PROBLEM DETAILS: Retype, word for word, each line between the lines holding "tick completes immediately" and "cache.rates.insert(rate.property_id, Arc::new(rate)).await;", inclusive, and leave the rest of the data alone.

___

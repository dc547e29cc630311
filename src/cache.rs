//! In-memory caching using moka
//!
//! Caches booked ranges and rates per property plus the property list.
//! Booked ranges change whenever a reservation is made, so their TTL is short.

use moka::future::Cache;
use serde::Serialize;
use sqlx::PgPool;
use std::sync::Arc;
use std::time::Duration;
use tokio::time::interval;
use tracing::{info, warn};

use crate::availability::DateRange;
use crate::db::queries;
use crate::models::Property;
use crate::pricing::models::PropertyRate;
use crate::pricing::queries as pricing_queries;

const PROPERTY_LIST_KEY: &str = "properties:all";

/// Application cache
#[derive(Clone)]
pub struct AppCache {
    /// Blocking booked ranges (property_id -> ranges)
    pub bookings: Cache<i64, Arc<Vec<DateRange>>>,
    /// Property rates (property_id -> rate)
    pub rates: Cache<i64, Arc<PropertyRate>>,
    /// Property list (singleton)
    pub properties: Cache<String, Arc<Vec<Property>>>,
}

impl AppCache {
    /// Create a new cache instance with configured TTLs
    pub fn new() -> Self {
        Self {
            // Bookings: 1000 properties, 1 min TTL
            bookings: Cache::builder()
                .max_capacity(1000)
                .time_to_live(Duration::from_secs(60))
                .build(),

            // Rates: 1000 entries, 15 min TTL, 5 min idle
            rates: Cache::builder()
                .max_capacity(1000)
                .time_to_live(Duration::from_secs(15 * 60))
                .time_to_idle(Duration::from_secs(5 * 60))
                .build(),

            // Property list: 1 entry, 5 min TTL
            properties: Cache::builder()
                .max_capacity(1)
                .time_to_live(Duration::from_secs(5 * 60))
                .build(),
        }
    }

    /// Get cache statistics for monitoring
    pub fn stats(&self) -> CacheStats {
        CacheStats {
            bookings_size: self.bookings.entry_count(),
            rates_size: self.rates.entry_count(),
            properties_cached: self.properties.entry_count() > 0,
        }
    }

    /// Invalidate all caches
    pub fn invalidate_all(&self) {
        self.bookings.invalidate_all();
        self.rates.invalidate_all();
        self.properties.invalidate_all();
        info!("All caches invalidated");
    }

    /// Invalidate everything cached for one property
    pub async fn invalidate_property(&self, property_id: i64) {
        self.bookings.invalidate(&property_id).await;
        self.rates.invalidate(&property_id).await;
        // the list embeds the property too
        self.properties.invalidate_all();
        info!("Cache invalidated for property: {}", property_id);
    }

    pub async fn property_list(&self) -> Option<Arc<Vec<Property>>> {
        self.properties.get(PROPERTY_LIST_KEY).await
    }

    pub async fn store_property_list(&self, properties: Vec<Property>) -> Arc<Vec<Property>> {
        let properties = Arc::new(properties);
        self.properties
            .insert(PROPERTY_LIST_KEY.to_string(), Arc::clone(&properties))
            .await;
        properties
    }
}

impl Default for AppCache {
    fn default() -> Self {
        Self::new()
    }
}

/// Cache statistics for monitoring endpoint
#[derive(Debug, Clone, Serialize)]
pub struct CacheStats {
    pub bookings_size: u64,
    pub rates_size: u64,
    pub properties_cached: bool,
}

/// Start background cache warmer
///
/// Warms the cache on startup and refreshes every 10 minutes.
pub async fn start_cache_warmer(cache: AppCache, db: PgPool) {
    let mut interval = interval(Duration::from_secs(10 * 60));
    loop {
        // first tick completes immediately
        interval.tick().await;
        warm_cache(&cache, &db).await;
    }
}

/// Warm the cache with commonly accessed data
async fn warm_cache(cache: &AppCache, db: &PgPool) {
    info!("Starting cache warm-up...");

    match pricing_queries::list_property_rates(db).await {
        Ok(rates) => {
            for rate in rates {
                cache.rates.insert(rate.property_id, Arc::new(rate)).await;
            }
        }
        Err(e) => warn!("Failed to warm rate cache: {}", e),
    }

    match queries::list_properties(db).await {
        Ok(properties) => {
            cache.store_property_list(properties).await;
        }
        Err(e) => warn!("Failed to warm property list cache: {}", e),
    }

    info!("Cache warm-up complete. Stats: {:?}", cache.stats());
}
//! Availability checks for a single property.
//!
//! Pure functions - no database access. Callers hand in the property's
//! non-cancelled reservations; see `BookingCalendar` for the filtering.

use chrono::NaiveDateTime;
use serde::Serialize;

use super::dates::{BookedRange, DateError, DateRange};

/// Check whether `candidate` is free of every booked range.
///
/// Booked ranges are parsed before anything is compared, so a malformed
/// date is always reported even when another range would already conflict.
/// An inverted candidate is vacuous and always available.
///
/// # Examples
/// ```
/// use booking_console::availability::{is_available, BookedRange, DateRange};
///
/// let bookings = vec![BookedRange::new("2026-01-05", "2026-01-08")];
/// let candidate = DateRange::parse("2026-01-08", "2026-01-10").unwrap();
/// assert_eq!(is_available(101, candidate, &bookings), Ok(false));
/// ```
pub fn is_available(
    property_id: i64,
    candidate: DateRange,
    bookings: &[BookedRange],
) -> Result<bool, DateError> {
    let booked = bookings
        .iter()
        .map(BookedRange::to_range)
        .collect::<Result<Vec<_>, _>>()?;

    Ok(is_range_available(property_id, candidate, &booked))
}

/// Same as [`is_available`] for ranges that are already parsed
pub fn is_range_available(property_id: i64, candidate: DateRange, booked: &[DateRange]) -> bool {
    if candidate.is_inverted() {
        return true;
    }

    match booked.iter().find(|range| candidate.overlaps(range)) {
        Some(conflict) => {
            tracing::debug!(
                property_id,
                from = %candidate.from,
                to = %candidate.to,
                conflict_from = %conflict.from,
                conflict_to = %conflict.to,
                "Candidate range overlaps an existing booking"
            );
            false
        }
        None => true,
    }
}

/// Three-valued availability label shown next to a property
#[derive(Debug, Clone, Copy, PartialEq, Eq, Serialize)]
pub enum AvailabilityLabel {
    #[serde(rename = "Select dates")]
    SelectDates,
    Available,
    Booked,
}

impl AvailabilityLabel {
    pub fn as_str(&self) -> &'static str {
        match self {
            AvailabilityLabel::SelectDates => "Select dates",
            AvailabilityLabel::Available => "Available",
            AvailabilityLabel::Booked => "Booked",
        }
    }

    /// Tag severity used by the console
    pub fn severity(&self) -> &'static str {
        match self {
            AvailabilityLabel::SelectDates => "secondary",
            AvailabilityLabel::Available => "success",
            AvailabilityLabel::Booked => "danger",
        }
    }
}

impl std::fmt::Display for AvailabilityLabel {
    fn fmt(&self, f: &mut std::fmt::Formatter<'_>) -> std::fmt::Result {
        f.write_str(self.as_str())
    }
}

/// Label for a possibly incomplete date selection
pub fn availability_label(
    property_id: i64,
    start: Option<NaiveDateTime>,
    end: Option<NaiveDateTime>,
    bookings: &[BookedRange],
) -> Result<AvailabilityLabel, DateError> {
    let (Some(start), Some(end)) = (start, end) else {
        return Ok(AvailabilityLabel::SelectDates);
    };

    let candidate = DateRange::from_datetimes(start, end);
    Ok(if is_available(property_id, candidate, bookings)? {
        AvailabilityLabel::Available
    } else {
        AvailabilityLabel::Booked
    })
}
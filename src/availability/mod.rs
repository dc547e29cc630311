//! Booking availability.
//!
//! Decides whether a candidate stay is free of a property's existing
//! reservations. Ranges are inclusive calendar dates: the check-out day of
//! one booking is still occupied.

pub mod calendar;
pub mod checker;
pub mod dates;
pub mod routes;
pub mod services;

pub use calendar::BookingCalendar;
pub use checker::{availability_label, is_available, is_range_available, AvailabilityLabel};
pub use dates::{
    parse_iso_date, parse_optional_wall_clock, parse_wall_clock, BookedRange, DateError, DateRange,
};
pub use routes::router;
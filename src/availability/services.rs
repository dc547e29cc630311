//! Availability lookups backed by stored reservations.

use chrono::NaiveDateTime;
use sqlx::PgPool;
use std::sync::Arc;

use crate::cache::AppCache;
use crate::db::queries;
use crate::error::Result;
use crate::models::Reservation;

use super::calendar::BookingCalendar;
use super::checker::{is_range_available, AvailabilityLabel};
use super::dates::DateRange;

/// Blocking booked ranges of a property, cache first
pub async fn load_booked_ranges(
    pool: &PgPool,
    cache: &AppCache,
    property_id: i64,
) -> Result<Arc<Vec<DateRange>>> {
    if let Some(cached) = cache.bookings.get(&property_id).await {
        tracing::debug!("Cache HIT for bookings of property: {}", property_id);
        return Ok(cached);
    }

    tracing::debug!("Cache MISS for bookings of property: {}", property_id);
    let reservations: Vec<Reservation> = queries::find_blocking_reservations(pool, property_id)
        .await?
        .into_iter()
        .map(|row| row.into_reservation())
        .collect();

    let calendar = BookingCalendar::from_reservations(&reservations);
    let ranges = Arc::new(calendar.ranges(property_id).to_vec());
    cache.bookings.insert(property_id, Arc::clone(&ranges)).await;
    Ok(ranges)
}

/// Availability label of a property for a possibly incomplete selection
pub async fn property_availability(
    pool: &PgPool,
    cache: &AppCache,
    property_id: i64,
    start: Option<NaiveDateTime>,
    end: Option<NaiveDateTime>,
) -> Result<AvailabilityLabel> {
    let (Some(start), Some(end)) = (start, end) else {
        return Ok(AvailabilityLabel::SelectDates);
    };

    let booked = load_booked_ranges(pool, cache, property_id).await?;
    let candidate = DateRange::from_datetimes(start, end);

    Ok(if is_range_available(property_id, candidate, &booked) {
        AvailabilityLabel::Available
    } else {
        AvailabilityLabel::Booked
    })
}

/// Calendar of every blocking reservation touching `range`
pub async fn calendar_for_range(pool: &PgPool, range: DateRange) -> Result<BookingCalendar> {
    if range.is_inverted() {
        return Ok(BookingCalendar::new());
    }

    let rows = queries::find_blocking_reservations_between(pool, range.from, range.to).await?;
    let reservations: Vec<Reservation> = rows.into_iter().map(|row| row.into_reservation()).collect();
    Ok(BookingCalendar::from_reservations(&reservations))
}
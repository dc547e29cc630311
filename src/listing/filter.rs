//! Property list filters and their GraphQL `where` input.

use serde::{Deserialize, Serialize};

use crate::models::Property;

/// String operation input, e.g. `{ "contains": "lake" }`
#[derive(Debug, Clone, Default, PartialEq, Eq, Serialize)]
pub struct StringOperationFilterInput {
    #[serde(skip_serializing_if = "Option::is_none")]
    pub eq: Option<String>,
    #[serde(skip_serializing_if = "Option::is_none")]
    pub contains: Option<String>,
}

impl StringOperationFilterInput {
    pub fn eq(value: impl Into<String>) -> Self {
        Self {
            eq: Some(value.into()),
            ..Self::default()
        }
    }

    pub fn contains(value: impl Into<String>) -> Self {
        Self {
            contains: Some(value.into()),
            ..Self::default()
        }
    }
}

/// Property `where` input of the GraphQL listing query
#[derive(Debug, Clone, Default, PartialEq, Eq, Serialize)]
pub struct PropertyFilterInput {
    #[serde(skip_serializing_if = "Option::is_none")]
    pub and: Option<Vec<PropertyFilterInput>>,
    #[serde(skip_serializing_if = "Option::is_none")]
    pub name: Option<StringOperationFilterInput>,
    #[serde(skip_serializing_if = "Option::is_none")]
    pub country: Option<StringOperationFilterInput>,
    #[serde(skip_serializing_if = "Option::is_none")]
    pub status: Option<StringOperationFilterInput>,
}

/// Filters chosen in the property list
#[derive(Debug, Clone, Default, PartialEq, Eq, Serialize, Deserialize)]
pub struct PropertyFilter {
    #[serde(default)]
    pub name: Option<String>,
    #[serde(default)]
    pub country: Option<String>,
    #[serde(default)]
    pub status: Option<String>,
    /// Free text matched against name, address and country
    #[serde(default)]
    pub q: Option<String>,
}

fn non_blank(value: &Option<String>) -> Option<String> {
    value
        .as_deref()
        .map(str::trim)
        .filter(|s| !s.is_empty())
        .map(str::to_string)
}

fn contains_ci(haystack: Option<&str>, needle: &str) -> bool {
    haystack
        .map(|h| h.to_lowercase().contains(&needle.to_lowercase()))
        .unwrap_or(false)
}

impl PropertyFilter {
    /// Trimmed copy with blank values removed
    pub fn normalized(&self) -> Self {
        Self {
            name: non_blank(&self.name),
            country: non_blank(&self.country),
            status: non_blank(&self.status),
            q: non_blank(&self.q),
        }
    }

    pub fn is_empty(&self) -> bool {
        self.normalized() == Self::default()
    }

    /// `{ and: [...] }`, or `None` when no filter is set.
    ///
    /// The free-text query has no server-side counterpart and is not part
    /// of the input.
    pub fn where_input(&self) -> Option<PropertyFilterInput> {
        let filter = self.normalized();
        let mut and = Vec::new();

        if let Some(name) = filter.name {
            and.push(PropertyFilterInput {
                name: Some(StringOperationFilterInput::contains(name)),
                ..PropertyFilterInput::default()
            });
        }
        if let Some(country) = filter.country {
            and.push(PropertyFilterInput {
                country: Some(StringOperationFilterInput::contains(country)),
                ..PropertyFilterInput::default()
            });
        }
        if let Some(status) = filter.status {
            and.push(PropertyFilterInput {
                status: Some(StringOperationFilterInput::eq(status)),
                ..PropertyFilterInput::default()
            });
        }

        if and.is_empty() {
            None
        } else {
            Some(PropertyFilterInput {
                and: Some(and),
                ..PropertyFilterInput::default()
            })
        }
    }

    /// Client-side equivalent of the `where` input plus the free text
    pub fn matches(&self, property: &Property) -> bool {
        let filter = self.normalized();

        if let Some(name) = &filter.name {
            if !contains_ci(Some(&property.name), name) {
                return false;
            }
        }
        if let Some(country) = &filter.country {
            if !contains_ci(property.country.as_deref(), country) {
                return false;
            }
        }
        if let Some(status) = &filter.status {
            if &property.status != status {
                return false;
            }
        }
        match &filter.q {
            Some(q) => matches_text(property, q),
            None => true,
        }
    }
}

/// Free-text match over name, address and country
pub fn matches_text(property: &Property, query: &str) -> bool {
    let query = query.trim();
    query.is_empty()
        || contains_ci(Some(&property.name), query)
        || contains_ci(property.address.as_deref(), query)
        || contains_ci(property.country.as_deref(), query)
}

___

EXERCISE ANSWER:
        // first tick completes immediately
        interval.tick().await;
        warm_cache(&cache, &db).await;
    }
}

/// Warm the cache with commonly accessed data
async fn warm_cache(cache: &AppCache, db: &PgPool) {
    info!("Starting cache warm-up...");

    match pricing_queries::list_property_rates(db).await {
        Ok(rates) => {
            for rate in rates {
                cache.rates.insert(rate.property_id, Arc::new(rate)).await;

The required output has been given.